TASK STATEMENT
Reproduce the records below exactly, but only between the lines holding "let tokens = RequestTokens::new();" and "async fn test_empty_email_does_nothing()", inclusive.

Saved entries
---*---

//! Email availability check
//!
//! Blur-time email feedback: local format validation first, then one request
//! to the registration endpoint asking whether the address is still free.
//! Transport failures degrade to an informational notice and never block the
//! form. Responses to checks superseded by a newer blur are dropped.

use async_trait::async_trait;
use serde::{Deserialize, Serialize};
use std::cell::Cell;
use thiserror::Error;

use crate::config::Messages;
use crate::email::is_valid_email;
use crate::toast::Notice;

/// JSON body POSTed to the endpoint
#[derive(Debug, Clone, PartialEq, Eq, Serialize, Deserialize)]
pub struct AvailabilityRequest {
    /// Tells the endpoint this is a check, not a registration
    pub check_email: bool,
    pub email: String,
}

impl AvailabilityRequest {
    pub fn new(email: impl Into<String>) -> Self {
        Self {
            check_email: true,
            email: email.into(),
        }
    }
}

/// JSON body the endpoint answers with
#[derive(Debug, Clone, PartialEq, Eq, Serialize, Deserialize)]
pub struct AvailabilityResponse {
    pub available: bool,
    #[serde(default)]
    pub message: Option<String>,
}

/// Why an availability check produced no answer
#[derive(Debug, Clone, PartialEq, Eq, Error)]
pub enum AvailabilityError {
    #[error("network error: {0}")]
    Network(String),

    #[error("endpoint answered with HTTP {0}")]
    Status(u16),

    #[error("could not decode response: {0}")]
    Decode(String),

    #[error("could not encode request: {0}")]
    Encode(String),
}

/// Transport for availability checks
///
/// Futures are not `Send`: the browser implementation holds JS handles.
#[async_trait(?Send)]
pub trait AvailabilityClient {
    async fn check(
        &self,
        request: &AvailabilityRequest,
    ) -> Result<AvailabilityResponse, AvailabilityError>;
}

/// Identifies one issued check
#[derive(Debug, Clone, Copy, PartialEq, Eq, PartialOrd, Ord)]
pub struct RequestToken(u64);

/// Monotonic request counter; only the newest token is current
#[derive(Debug, Default)]
pub struct RequestTokens {
    latest: Cell<u64>,
}

impl RequestTokens {
    pub fn new() -> Self {
        Self::default()
    }

    /// Issues a new token, superseding every earlier one
    pub fn issue(&self) -> RequestToken {
        let next = self.latest.get() + 1;
        self.latest.set(next);
        RequestToken(next)
    }

    pub fn is_current(&self, token: RequestToken) -> bool {
        self.latest.get() == token.0
    }
}

/// Email blur handler logic
pub struct EmailCheck<C> {
    client: C,
    tokens: RequestTokens,
    messages: Messages,
}

impl<C: AvailabilityClient> EmailCheck<C> {
    pub fn new(client: C, messages: Messages) -> Self {
        Self {
            client,
            tokens: RequestTokens::new(),
            messages,
        }
    }

    pub fn client(&self) -> &C {
        &self.client
    }

    /// Synchronous half of a blur.
    ///
    /// Every blur takes a fresh token, including empty and malformed values,
    /// so any lookup still in flight from an earlier blur becomes stale.
    pub fn begin(&self, email: &str) -> BlurOutcome {
        let token = self.tokens.issue();

        if email.is_empty() {
            return BlurOutcome::Skip;
        }

        if !is_valid_email(email) {
            return BlurOutcome::Invalid(Notice::error(self.messages.email_format.clone()));
        }

        BlurOutcome::Lookup(token)
    }

    /// Asks the server about `email` and maps the answer to a notice.
    ///
    /// Returns `None` for an available address or when `token` was
    /// superseded while the request was in flight.
    pub async fn lookup(&self, email: &str, token: RequestToken) -> Option<Notice> {
        let outcome = self.client.check(&AvailabilityRequest::new(email)).await;

        if !self.tokens.is_current(token) {
            tracing::debug!(?token, "discarding superseded availability response");
            return None;
        }

        match outcome {
            Ok(response) if response.available => None,
            Ok(response) => Some(Notice::error(
                response
                    .message
                    .filter(|message| !message.is_empty())
                    .unwrap_or_else(|| self.messages.email_taken.clone()),
            )),
            Err(err) => {
                tracing::error!("Error checking email availability: {}", err);
                Some(Notice::info(self.messages.email_check_failed.clone()))
            }
        }
    }

    /// Produces the notice to show for `email`, if any
    pub async fn on_blur(&self, email: &str) -> Option<Notice> {
        match self.begin(email) {
            BlurOutcome::Skip => None,
            BlurOutcome::Invalid(notice) => Some(notice),
            BlurOutcome::Lookup(token) => self.lookup(email, token).await,
        }
    }
}

/// What a blur resolves to before any network traffic
#[derive(Debug, Clone, PartialEq)]
pub enum BlurOutcome {
    /// Empty field
    Skip,
    /// Bad format; shown right away
    Invalid(Notice),
    /// Needs a server check under this token
    Lookup(RequestToken),
}

#[cfg(test)]
mod tests {
    use super::*;
    use crate::toast::Severity;
    use pretty_assertions::assert_eq;
    use std::cell::RefCell;
    use std::collections::VecDeque;
    use tokio::sync::oneshot;

    /// Answers each check with the next scripted outcome
    #[derive(Default)]
    struct ScriptedClient {
        outcomes: RefCell<VecDeque<Result<AvailabilityResponse, AvailabilityError>>>,
        requests: RefCell<Vec<AvailabilityRequest>>,
    }

    impl ScriptedClient {
        fn answering(outcome: Result<AvailabilityResponse, AvailabilityError>) -> Self {
            let client = Self::default();
            client.outcomes.borrow_mut().push_back(outcome);
            client
        }
    }

    #[async_trait(?Send)]
    impl AvailabilityClient for ScriptedClient {
        async fn check(
            &self,
            request: &AvailabilityRequest,
        ) -> Result<AvailabilityResponse, AvailabilityError> {
            self.requests.borrow_mut().push(request.clone());
            self.outcomes
                .borrow_mut()
                .pop_front()
                .unwrap_or_else(|| Err(AvailabilityError::Network("no scripted outcome".into())))
        }
    }

    /// Each check waits for a response sent by the test
    #[derive(Default)]
    struct ManualClient {
        pending: RefCell<VecDeque<oneshot::Receiver<AvailabilityResponse>>>,
    }

    #[async_trait(?Send)]
    impl AvailabilityClient for ManualClient {
        async fn check(
            &self,
            _request: &AvailabilityRequest,
        ) -> Result<AvailabilityResponse, AvailabilityError> {
            let receiver = self
                .pending
                .borrow_mut()
                .pop_front()
                .ok_or_else(|| AvailabilityError::Network("unexpected check".into()))?;
            receiver
                .await
                .map_err(|err| AvailabilityError::Network(err.to_string()))
        }
    }

    fn taken(message: Option<&str>) -> AvailabilityResponse {
        AvailabilityResponse {
            available: false,
            message: message.map(str::to_string),
        }
    }

    fn available() -> AvailabilityResponse {
        AvailabilityResponse {
            available: true,
            message: None,
        }
    }

    #[test]
    fn test_request_wire_format() {
        let body = serde_json::to_value(AvailabilityRequest::new("user@example.com")).unwrap();
        assert_eq!(
            body,
            serde_json::json!({"check_email": true, "email": "user@example.com"})
        );
    }

    #[test]
    fn test_response_message_is_optional() {
        let response: AvailabilityResponse =
            serde_json::from_str(r#"{"available": true}"#).unwrap();
        assert_eq!(response, available());

        assert!(serde_json::from_str::<AvailabilityResponse>(r#"{"message": "x"}"#).is_err());
    }

    #[test]
    fn test_request_tokens() {
        let tokens = RequestTokens::new();
        let first = tokens.issue();
        assert!(tokens.is_current(first));

        let second = tokens.issue();
        assert!(second > first);
        assert!(!tokens.is_current(first));
        assert!(tokens.is_current(second));
    }

    #[tokio::test]
    async fn test_empty_email_does_nothing() {
        let check = EmailCheck::new(ScriptedClient::default(), Messages::default());
        assert_eq!(check.on_blur("").await, None);
        assert!(check.client().requests.borrow().is_empty());
    }

    #[tokio::test]
    async fn test_malformed_email_skips_network() {
        let check = EmailCheck::new(ScriptedClient::default(), Messages::default());
        let notice = check.on_blur("not-an-email").await.unwrap();

        assert_eq!(notice.severity, Severity::Error);
        assert_eq!(notice.message, Messages::default().email_format);
        assert!(check.client().requests.borrow().is_empty());
    }

    #[tokio::test]
    async fn test_taken_email_uses_server_message() {
        let client = ScriptedClient::answering(Ok(taken(Some("taken"))));
        let check = EmailCheck::new(client, Messages::default());

        let notice = check.on_blur("user@example.com").await.unwrap();
        assert_eq!(notice.severity, Severity::Error);
        assert!(notice.message.contains("taken"));

        let requests = check.client().requests.borrow();
        assert_eq!(requests.as_slice(), &[AvailabilityRequest::new("user@example.com")]);
    }

    #[tokio::test]
    async fn test_taken_email_default_message() {
        let client = ScriptedClient::answering(Ok(taken(None)));
        let check = EmailCheck::new(client, Messages::default());

        let notice = check.on_blur("user@example.com").await.unwrap();
        assert_eq!(notice, Notice::error("El correo electrónico ya está en uso."));
    }

    #[tokio::test]
    async fn test_available_email_is_silent() {
        let client = ScriptedClient::answering(Ok(available()));
        let check = EmailCheck::new(client, Messages::default());
        assert_eq!(check.on_blur("user@example.com").await, None);
    }

    #[tokio::test]
    async fn test_transport_failures_become_info() {
        for err in [
            AvailabilityError::Network("offline".into()),
            AvailabilityError::Status(500),
            AvailabilityError::Decode("expected value".into()),
        ] {
            let check = EmailCheck::new(ScriptedClient::answering(Err(err)), Messages::default());
            let notice = check.on_blur("user@example.com").await.unwrap();
            assert_eq!(notice.severity, Severity::Info);
            assert_eq!(notice.message, Messages::default().email_check_failed);
        }
    }

    #[tokio::test]
    async fn test_superseded_response_is_dropped() {
        let client = ManualClient::default();
        let (first_tx, first_rx) = oneshot::channel();
        let (second_tx, second_rx) = oneshot::channel();
        client.pending.borrow_mut().push_back(first_rx);
        client.pending.borrow_mut().push_back(second_rx);

        let check = EmailCheck::new(client, Messages::default());

        let respond = async move {
            tokio::task::yield_now().await;
            // Newer check completes first, the stale one after it
            second_tx.send(taken(Some("second"))).unwrap();
            tokio::task::yield_now().await;
            first_tx.send(taken(Some("first"))).unwrap();
        };

        let (first, second, ()) = tokio::join!(
            check.on_blur("first@example.com"),
            check.on_blur("second@example.com"),
            respond,
        );

        assert_eq!(first, None);
        assert_eq!(second, Some(Notice::error("second")));
    }

    #[tokio::test]
    async fn test_invalid_blur_supersedes_pending_check() {
        let client = ManualClient::default();
        let (tx, rx) = oneshot::channel();
        client.pending.borrow_mut().push_back(rx);

        let check = EmailCheck::new(client, Messages::default());

        let respond = async move {
            tokio::task::yield_now().await;
            tx.send(taken(Some("old@example.com taken"))).unwrap();
        };

        let (pending, malformed, cleared, ()) = tokio::join!(
            check.on_blur("old@example.com"),
            check.on_blur("bad"),
            check.on_blur(""),
            respond,
        );

        assert_eq!(pending, None);
        assert_eq!(malformed, Some(Notice::error(Messages::default().email_format)));
        assert_eq!(cleared, None);
    }

    #[test]
    fn test_begin_issues_token_for_every_blur() {
        let check = EmailCheck::new(ScriptedClient::default(), Messages::default());

        let BlurOutcome::Lookup(token) = check.begin("user@example.com") else {
            panic!("a well-formed email needs a lookup");
        };
        assert_eq!(check.begin(""), BlurOutcome::Skip);
        assert!(!check.tokens.is_current(token));
    }
}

---*---

ANSWER TO THIS TASK
        let tokens = RequestTokens::new();
        let first = tokens.issue();
        assert!(tokens.is_current(first));

        let second = tokens.issue();
        assert!(second > first);
        assert!(!tokens.is_current(first));
        assert!(tokens.is_current(second));
    }

    #[tokio::test]
    async fn test_empty_email_does_nothing() {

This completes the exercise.